== Segment start ==
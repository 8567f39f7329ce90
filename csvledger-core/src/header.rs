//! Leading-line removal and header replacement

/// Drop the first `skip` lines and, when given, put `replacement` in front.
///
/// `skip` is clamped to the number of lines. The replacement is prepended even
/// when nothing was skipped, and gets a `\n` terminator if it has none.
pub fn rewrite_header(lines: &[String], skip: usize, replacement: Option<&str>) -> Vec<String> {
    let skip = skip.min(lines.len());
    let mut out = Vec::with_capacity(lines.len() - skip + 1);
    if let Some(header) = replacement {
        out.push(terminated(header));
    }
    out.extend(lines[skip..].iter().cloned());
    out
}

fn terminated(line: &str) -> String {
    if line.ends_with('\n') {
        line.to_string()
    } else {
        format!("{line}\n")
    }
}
== Segment end ==
== Segment start ==
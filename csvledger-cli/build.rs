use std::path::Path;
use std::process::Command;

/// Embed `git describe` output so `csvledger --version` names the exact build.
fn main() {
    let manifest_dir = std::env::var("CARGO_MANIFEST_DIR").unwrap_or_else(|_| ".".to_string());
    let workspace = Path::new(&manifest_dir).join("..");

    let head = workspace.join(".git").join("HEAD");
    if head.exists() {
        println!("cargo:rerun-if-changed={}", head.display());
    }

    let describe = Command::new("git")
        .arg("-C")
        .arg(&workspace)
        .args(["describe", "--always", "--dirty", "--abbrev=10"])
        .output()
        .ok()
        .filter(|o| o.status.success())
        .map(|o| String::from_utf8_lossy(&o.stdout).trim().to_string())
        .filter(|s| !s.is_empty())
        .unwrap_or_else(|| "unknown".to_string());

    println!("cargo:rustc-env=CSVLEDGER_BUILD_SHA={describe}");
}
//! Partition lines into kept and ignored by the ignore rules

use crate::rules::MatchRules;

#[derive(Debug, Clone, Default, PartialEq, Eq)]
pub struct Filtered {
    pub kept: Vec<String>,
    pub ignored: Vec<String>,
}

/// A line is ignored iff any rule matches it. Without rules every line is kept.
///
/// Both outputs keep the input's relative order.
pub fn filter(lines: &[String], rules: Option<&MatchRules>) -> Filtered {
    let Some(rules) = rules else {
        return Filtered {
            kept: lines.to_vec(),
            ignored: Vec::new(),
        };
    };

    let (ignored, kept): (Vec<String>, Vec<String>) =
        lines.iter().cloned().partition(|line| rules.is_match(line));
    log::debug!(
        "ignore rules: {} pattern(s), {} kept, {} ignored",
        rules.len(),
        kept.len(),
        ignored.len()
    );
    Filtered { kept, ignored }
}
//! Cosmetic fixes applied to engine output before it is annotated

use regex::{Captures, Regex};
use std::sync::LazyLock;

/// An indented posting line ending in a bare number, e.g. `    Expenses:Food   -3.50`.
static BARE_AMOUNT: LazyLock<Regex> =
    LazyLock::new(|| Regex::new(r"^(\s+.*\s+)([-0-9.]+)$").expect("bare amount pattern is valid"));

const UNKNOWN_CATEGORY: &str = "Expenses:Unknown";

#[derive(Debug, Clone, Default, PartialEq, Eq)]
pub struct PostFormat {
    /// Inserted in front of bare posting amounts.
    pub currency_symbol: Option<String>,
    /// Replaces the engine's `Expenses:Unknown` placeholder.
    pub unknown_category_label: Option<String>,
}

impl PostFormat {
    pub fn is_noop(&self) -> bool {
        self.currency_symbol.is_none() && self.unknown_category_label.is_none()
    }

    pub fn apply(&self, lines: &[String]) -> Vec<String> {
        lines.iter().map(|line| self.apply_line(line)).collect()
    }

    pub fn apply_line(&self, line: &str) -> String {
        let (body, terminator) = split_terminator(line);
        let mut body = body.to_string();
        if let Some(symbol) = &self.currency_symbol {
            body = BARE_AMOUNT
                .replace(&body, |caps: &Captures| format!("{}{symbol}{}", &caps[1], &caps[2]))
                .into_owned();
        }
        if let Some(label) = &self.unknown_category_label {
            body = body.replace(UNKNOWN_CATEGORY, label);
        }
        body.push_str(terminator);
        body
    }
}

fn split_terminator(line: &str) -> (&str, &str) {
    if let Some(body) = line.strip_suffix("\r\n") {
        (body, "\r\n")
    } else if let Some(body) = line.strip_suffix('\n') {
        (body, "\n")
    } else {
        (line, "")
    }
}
== Segment end ==
== Segment start ==
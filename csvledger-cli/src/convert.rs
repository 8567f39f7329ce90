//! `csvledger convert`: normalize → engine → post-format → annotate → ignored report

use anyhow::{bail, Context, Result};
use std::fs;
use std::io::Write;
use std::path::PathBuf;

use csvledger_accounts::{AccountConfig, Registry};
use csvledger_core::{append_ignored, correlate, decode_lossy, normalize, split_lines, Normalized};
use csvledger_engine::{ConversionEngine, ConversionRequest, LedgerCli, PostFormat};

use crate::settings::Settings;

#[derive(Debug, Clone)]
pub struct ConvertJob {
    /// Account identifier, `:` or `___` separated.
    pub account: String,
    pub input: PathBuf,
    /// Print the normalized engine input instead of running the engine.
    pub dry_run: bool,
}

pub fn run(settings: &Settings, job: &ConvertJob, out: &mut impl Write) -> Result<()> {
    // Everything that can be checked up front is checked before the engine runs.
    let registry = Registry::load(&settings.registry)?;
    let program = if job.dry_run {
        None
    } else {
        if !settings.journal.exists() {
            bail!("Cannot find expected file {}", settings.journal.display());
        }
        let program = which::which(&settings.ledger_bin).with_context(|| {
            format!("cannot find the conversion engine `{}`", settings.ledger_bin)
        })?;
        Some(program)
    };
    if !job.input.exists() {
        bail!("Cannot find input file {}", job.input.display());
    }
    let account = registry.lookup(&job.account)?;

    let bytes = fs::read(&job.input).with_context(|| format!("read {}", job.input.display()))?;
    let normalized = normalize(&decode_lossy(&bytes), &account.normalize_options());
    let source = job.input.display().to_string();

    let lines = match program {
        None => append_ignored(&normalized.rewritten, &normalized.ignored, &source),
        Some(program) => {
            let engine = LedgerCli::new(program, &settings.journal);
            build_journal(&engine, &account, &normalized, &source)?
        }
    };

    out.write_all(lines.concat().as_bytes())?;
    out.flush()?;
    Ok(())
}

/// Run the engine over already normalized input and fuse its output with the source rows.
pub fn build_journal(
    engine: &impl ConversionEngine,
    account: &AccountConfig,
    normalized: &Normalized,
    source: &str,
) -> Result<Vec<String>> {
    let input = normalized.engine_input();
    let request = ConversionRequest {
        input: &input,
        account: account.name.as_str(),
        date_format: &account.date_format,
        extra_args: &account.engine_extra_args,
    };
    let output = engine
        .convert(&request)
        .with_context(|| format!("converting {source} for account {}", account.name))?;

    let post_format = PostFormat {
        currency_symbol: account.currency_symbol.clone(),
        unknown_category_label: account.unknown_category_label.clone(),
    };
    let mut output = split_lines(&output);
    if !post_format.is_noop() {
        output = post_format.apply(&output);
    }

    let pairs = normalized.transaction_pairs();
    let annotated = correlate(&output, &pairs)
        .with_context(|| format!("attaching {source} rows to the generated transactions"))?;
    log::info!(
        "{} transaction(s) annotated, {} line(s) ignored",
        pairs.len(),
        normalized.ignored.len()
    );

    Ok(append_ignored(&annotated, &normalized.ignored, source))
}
== Segment end ==
TRY IT >> From the entries above, copy every line where the word "exists" shows up.

WRITTEN SOLUTION >>
    if head.exists() {
        if !settings.journal.exists() {
    if !job.input.exists() {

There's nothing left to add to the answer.